• _YOUR INSTRUCTIONS_
State how many lines of the records contain the string "candidates". Give the number alone.

• _PROVIDED DATA_

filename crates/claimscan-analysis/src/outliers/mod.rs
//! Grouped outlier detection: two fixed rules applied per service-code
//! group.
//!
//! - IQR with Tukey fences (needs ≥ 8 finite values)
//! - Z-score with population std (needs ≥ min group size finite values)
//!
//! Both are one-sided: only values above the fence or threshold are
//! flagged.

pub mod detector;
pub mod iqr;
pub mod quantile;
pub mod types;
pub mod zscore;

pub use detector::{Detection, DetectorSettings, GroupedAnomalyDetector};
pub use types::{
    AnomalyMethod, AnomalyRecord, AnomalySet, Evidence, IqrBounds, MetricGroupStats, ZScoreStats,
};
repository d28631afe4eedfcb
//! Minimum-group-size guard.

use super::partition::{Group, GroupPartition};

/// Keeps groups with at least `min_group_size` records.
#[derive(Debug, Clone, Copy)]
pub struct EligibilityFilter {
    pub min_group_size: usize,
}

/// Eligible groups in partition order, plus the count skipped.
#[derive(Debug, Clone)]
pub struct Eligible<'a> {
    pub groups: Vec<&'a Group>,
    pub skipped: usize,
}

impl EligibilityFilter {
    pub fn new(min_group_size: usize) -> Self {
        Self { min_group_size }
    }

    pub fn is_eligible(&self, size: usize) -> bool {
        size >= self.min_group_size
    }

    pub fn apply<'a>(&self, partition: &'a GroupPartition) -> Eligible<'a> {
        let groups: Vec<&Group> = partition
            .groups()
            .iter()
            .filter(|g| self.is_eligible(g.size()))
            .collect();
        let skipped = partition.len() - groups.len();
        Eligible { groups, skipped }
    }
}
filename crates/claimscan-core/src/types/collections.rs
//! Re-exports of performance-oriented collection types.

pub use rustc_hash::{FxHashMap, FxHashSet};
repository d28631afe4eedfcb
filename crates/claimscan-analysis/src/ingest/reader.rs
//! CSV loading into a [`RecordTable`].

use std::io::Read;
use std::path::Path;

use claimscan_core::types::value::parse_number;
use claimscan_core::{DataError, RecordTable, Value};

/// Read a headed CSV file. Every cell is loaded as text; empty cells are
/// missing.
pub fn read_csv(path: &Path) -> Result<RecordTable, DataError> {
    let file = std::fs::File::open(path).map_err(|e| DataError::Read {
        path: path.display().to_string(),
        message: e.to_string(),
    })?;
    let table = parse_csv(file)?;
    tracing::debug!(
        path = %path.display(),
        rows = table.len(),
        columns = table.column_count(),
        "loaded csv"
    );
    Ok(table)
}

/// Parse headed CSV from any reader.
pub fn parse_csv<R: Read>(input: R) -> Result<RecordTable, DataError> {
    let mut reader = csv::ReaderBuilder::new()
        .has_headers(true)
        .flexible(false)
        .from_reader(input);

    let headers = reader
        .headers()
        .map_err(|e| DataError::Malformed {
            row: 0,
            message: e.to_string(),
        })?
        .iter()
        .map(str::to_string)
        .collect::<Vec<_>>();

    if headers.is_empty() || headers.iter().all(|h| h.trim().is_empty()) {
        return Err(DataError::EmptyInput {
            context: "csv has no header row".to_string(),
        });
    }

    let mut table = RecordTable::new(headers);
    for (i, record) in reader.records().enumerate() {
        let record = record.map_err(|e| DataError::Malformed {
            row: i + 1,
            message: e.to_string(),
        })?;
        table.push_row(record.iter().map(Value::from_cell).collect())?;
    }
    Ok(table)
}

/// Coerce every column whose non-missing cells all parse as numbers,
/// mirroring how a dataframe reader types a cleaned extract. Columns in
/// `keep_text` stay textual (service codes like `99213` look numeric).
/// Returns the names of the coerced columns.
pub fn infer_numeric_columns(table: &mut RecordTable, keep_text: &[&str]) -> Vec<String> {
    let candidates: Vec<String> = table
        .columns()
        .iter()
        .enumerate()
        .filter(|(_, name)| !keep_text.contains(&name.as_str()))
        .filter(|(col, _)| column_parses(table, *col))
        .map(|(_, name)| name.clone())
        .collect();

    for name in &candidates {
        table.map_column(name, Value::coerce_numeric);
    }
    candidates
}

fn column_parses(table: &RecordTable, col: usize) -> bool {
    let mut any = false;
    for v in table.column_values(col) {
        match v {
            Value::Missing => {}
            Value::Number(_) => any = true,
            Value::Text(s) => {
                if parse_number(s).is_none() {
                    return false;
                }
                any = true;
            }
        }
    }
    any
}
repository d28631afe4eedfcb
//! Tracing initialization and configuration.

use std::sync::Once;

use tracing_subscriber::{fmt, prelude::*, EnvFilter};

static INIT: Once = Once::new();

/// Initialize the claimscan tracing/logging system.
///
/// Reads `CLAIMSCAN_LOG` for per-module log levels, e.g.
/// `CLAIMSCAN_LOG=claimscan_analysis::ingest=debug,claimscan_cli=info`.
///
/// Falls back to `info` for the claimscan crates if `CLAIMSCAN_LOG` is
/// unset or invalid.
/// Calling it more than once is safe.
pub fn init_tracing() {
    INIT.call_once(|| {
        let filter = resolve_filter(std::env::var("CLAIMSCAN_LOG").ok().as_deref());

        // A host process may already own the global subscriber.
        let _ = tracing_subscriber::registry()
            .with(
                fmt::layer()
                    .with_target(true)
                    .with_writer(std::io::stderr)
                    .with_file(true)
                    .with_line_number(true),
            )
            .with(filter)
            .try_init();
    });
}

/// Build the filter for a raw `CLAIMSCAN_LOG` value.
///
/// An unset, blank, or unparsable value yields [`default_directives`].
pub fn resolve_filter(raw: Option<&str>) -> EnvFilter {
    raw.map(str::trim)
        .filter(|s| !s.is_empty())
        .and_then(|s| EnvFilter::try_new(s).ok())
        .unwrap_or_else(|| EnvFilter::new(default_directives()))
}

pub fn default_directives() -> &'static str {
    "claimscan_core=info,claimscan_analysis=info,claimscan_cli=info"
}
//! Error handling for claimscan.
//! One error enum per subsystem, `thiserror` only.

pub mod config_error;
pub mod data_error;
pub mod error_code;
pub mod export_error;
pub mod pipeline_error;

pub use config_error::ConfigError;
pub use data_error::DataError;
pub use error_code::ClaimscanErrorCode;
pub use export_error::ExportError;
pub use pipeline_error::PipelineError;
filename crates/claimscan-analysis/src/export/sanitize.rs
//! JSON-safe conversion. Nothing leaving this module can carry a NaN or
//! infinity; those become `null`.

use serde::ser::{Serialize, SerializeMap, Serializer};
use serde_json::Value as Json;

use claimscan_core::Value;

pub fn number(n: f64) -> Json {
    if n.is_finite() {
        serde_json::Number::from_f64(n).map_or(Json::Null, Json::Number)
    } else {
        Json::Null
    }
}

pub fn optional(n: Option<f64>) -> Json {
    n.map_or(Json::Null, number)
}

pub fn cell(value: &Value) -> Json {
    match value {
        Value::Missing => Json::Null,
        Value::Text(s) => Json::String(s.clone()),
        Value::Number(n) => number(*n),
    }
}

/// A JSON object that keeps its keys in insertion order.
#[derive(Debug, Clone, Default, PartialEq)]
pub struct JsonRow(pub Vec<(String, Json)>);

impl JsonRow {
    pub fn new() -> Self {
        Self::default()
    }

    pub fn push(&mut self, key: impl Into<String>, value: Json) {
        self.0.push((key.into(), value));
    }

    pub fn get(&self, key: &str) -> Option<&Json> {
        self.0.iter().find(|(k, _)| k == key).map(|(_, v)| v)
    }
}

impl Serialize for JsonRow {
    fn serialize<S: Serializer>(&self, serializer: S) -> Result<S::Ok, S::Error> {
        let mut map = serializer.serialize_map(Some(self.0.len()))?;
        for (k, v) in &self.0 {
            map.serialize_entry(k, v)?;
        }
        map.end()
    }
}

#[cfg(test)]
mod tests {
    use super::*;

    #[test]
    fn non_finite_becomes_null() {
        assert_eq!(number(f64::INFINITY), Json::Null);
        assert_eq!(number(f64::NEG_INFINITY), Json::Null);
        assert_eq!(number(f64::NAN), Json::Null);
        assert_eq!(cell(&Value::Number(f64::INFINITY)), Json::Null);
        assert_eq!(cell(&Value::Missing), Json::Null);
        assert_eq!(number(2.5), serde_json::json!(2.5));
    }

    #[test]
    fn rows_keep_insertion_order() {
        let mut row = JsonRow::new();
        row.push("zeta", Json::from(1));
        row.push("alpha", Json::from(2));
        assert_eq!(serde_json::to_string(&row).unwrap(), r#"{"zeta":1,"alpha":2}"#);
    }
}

* * *

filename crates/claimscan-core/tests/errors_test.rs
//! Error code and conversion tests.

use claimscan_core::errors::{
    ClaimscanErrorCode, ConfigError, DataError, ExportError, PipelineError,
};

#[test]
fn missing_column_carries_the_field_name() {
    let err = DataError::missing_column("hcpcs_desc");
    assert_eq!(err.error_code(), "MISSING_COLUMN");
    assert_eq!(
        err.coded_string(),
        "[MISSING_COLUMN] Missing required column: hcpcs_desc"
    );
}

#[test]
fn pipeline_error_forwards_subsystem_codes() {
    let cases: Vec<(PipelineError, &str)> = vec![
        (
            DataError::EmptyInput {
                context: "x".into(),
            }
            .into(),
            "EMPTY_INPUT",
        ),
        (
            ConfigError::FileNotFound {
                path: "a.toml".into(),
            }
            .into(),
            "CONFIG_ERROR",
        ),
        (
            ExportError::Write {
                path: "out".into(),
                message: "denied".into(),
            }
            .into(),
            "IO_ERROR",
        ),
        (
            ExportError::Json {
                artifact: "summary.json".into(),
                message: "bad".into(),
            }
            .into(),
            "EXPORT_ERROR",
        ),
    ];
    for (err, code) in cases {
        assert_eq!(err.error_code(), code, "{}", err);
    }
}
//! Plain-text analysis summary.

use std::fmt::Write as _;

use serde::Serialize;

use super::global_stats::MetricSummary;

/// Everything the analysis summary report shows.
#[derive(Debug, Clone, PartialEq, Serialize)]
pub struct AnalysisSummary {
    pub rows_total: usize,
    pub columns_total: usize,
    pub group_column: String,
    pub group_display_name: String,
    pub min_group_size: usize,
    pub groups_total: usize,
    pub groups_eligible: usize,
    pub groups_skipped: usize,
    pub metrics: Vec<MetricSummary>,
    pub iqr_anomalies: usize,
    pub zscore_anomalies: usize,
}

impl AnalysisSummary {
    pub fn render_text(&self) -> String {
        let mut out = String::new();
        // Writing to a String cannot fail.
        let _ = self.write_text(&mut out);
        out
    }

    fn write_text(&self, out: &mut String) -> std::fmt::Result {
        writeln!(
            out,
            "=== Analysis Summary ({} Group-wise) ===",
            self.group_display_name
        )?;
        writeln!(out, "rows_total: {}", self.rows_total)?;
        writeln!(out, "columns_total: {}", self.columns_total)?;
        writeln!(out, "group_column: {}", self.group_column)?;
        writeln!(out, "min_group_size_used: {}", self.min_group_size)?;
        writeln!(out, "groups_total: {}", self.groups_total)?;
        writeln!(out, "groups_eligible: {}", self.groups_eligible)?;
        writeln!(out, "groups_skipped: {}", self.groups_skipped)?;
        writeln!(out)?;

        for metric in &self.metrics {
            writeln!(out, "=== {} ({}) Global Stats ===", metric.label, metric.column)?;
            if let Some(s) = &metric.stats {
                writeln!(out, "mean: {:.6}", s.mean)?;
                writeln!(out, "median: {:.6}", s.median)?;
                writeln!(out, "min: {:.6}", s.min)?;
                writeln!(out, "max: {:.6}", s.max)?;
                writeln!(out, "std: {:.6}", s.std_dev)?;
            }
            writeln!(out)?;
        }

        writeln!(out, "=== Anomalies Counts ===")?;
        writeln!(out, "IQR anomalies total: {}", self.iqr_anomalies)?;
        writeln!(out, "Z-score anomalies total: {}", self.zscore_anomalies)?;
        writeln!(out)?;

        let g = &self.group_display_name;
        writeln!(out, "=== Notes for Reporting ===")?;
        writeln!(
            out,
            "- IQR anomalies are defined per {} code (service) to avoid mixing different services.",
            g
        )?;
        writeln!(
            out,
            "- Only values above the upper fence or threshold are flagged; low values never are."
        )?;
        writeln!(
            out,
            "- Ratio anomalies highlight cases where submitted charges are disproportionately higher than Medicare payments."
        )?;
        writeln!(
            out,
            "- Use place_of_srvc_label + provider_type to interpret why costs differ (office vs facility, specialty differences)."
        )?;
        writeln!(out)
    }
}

* * *

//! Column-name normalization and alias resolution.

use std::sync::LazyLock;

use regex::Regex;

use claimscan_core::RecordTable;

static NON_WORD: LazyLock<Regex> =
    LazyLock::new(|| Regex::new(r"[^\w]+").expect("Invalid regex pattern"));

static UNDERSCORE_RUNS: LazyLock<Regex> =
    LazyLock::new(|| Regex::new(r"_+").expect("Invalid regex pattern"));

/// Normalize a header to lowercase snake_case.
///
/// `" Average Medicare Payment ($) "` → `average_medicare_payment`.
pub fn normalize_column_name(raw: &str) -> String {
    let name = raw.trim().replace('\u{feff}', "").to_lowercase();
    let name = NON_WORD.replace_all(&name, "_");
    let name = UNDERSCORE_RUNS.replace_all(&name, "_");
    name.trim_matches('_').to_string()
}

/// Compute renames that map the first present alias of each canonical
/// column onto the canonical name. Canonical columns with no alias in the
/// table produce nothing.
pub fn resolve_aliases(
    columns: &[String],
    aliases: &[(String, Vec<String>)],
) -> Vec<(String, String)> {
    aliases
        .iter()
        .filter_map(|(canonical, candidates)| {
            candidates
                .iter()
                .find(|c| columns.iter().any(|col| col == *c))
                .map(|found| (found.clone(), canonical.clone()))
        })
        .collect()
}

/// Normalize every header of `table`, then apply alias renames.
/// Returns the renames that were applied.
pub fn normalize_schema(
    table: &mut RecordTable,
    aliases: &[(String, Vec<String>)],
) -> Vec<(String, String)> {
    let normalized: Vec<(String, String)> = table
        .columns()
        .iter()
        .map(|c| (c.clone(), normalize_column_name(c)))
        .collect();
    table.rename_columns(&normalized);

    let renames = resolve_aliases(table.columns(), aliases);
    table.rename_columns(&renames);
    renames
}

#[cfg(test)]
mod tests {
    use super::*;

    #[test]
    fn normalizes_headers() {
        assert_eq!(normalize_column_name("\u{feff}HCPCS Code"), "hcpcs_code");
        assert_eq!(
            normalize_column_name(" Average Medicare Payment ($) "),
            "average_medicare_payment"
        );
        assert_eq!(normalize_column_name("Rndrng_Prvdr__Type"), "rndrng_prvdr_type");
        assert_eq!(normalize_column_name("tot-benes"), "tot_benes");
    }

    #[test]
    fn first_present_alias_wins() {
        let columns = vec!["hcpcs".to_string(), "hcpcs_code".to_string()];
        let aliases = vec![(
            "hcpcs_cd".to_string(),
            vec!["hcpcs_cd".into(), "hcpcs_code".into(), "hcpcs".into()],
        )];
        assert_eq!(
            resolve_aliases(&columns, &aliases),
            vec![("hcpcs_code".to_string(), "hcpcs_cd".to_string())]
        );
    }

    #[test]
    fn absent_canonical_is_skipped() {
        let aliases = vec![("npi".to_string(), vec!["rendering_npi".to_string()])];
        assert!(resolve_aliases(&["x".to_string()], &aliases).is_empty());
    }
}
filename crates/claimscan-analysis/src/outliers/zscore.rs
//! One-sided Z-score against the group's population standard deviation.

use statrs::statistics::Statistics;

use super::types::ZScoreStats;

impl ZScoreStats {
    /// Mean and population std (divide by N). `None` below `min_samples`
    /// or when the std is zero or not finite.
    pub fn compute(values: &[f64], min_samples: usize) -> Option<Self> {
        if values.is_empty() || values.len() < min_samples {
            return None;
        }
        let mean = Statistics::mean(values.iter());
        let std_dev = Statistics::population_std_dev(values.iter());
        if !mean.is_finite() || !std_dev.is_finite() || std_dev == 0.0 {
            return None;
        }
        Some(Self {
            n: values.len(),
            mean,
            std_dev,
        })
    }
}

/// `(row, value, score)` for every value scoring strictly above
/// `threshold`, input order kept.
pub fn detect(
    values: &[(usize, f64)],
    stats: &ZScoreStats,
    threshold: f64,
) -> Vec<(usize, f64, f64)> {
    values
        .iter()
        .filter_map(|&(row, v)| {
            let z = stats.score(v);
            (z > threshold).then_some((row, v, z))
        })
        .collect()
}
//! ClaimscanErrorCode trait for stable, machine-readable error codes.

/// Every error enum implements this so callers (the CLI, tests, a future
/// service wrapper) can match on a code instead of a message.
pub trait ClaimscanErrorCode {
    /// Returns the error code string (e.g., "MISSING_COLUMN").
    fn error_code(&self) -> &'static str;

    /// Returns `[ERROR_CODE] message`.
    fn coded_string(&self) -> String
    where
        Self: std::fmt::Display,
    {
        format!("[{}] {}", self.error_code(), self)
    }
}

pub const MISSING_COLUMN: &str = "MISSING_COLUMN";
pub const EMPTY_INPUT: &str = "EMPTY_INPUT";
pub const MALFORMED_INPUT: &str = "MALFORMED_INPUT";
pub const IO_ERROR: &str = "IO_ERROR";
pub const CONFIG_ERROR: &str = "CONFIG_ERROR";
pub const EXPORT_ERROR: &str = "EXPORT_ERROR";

• _SOLVED EXERCISE_
5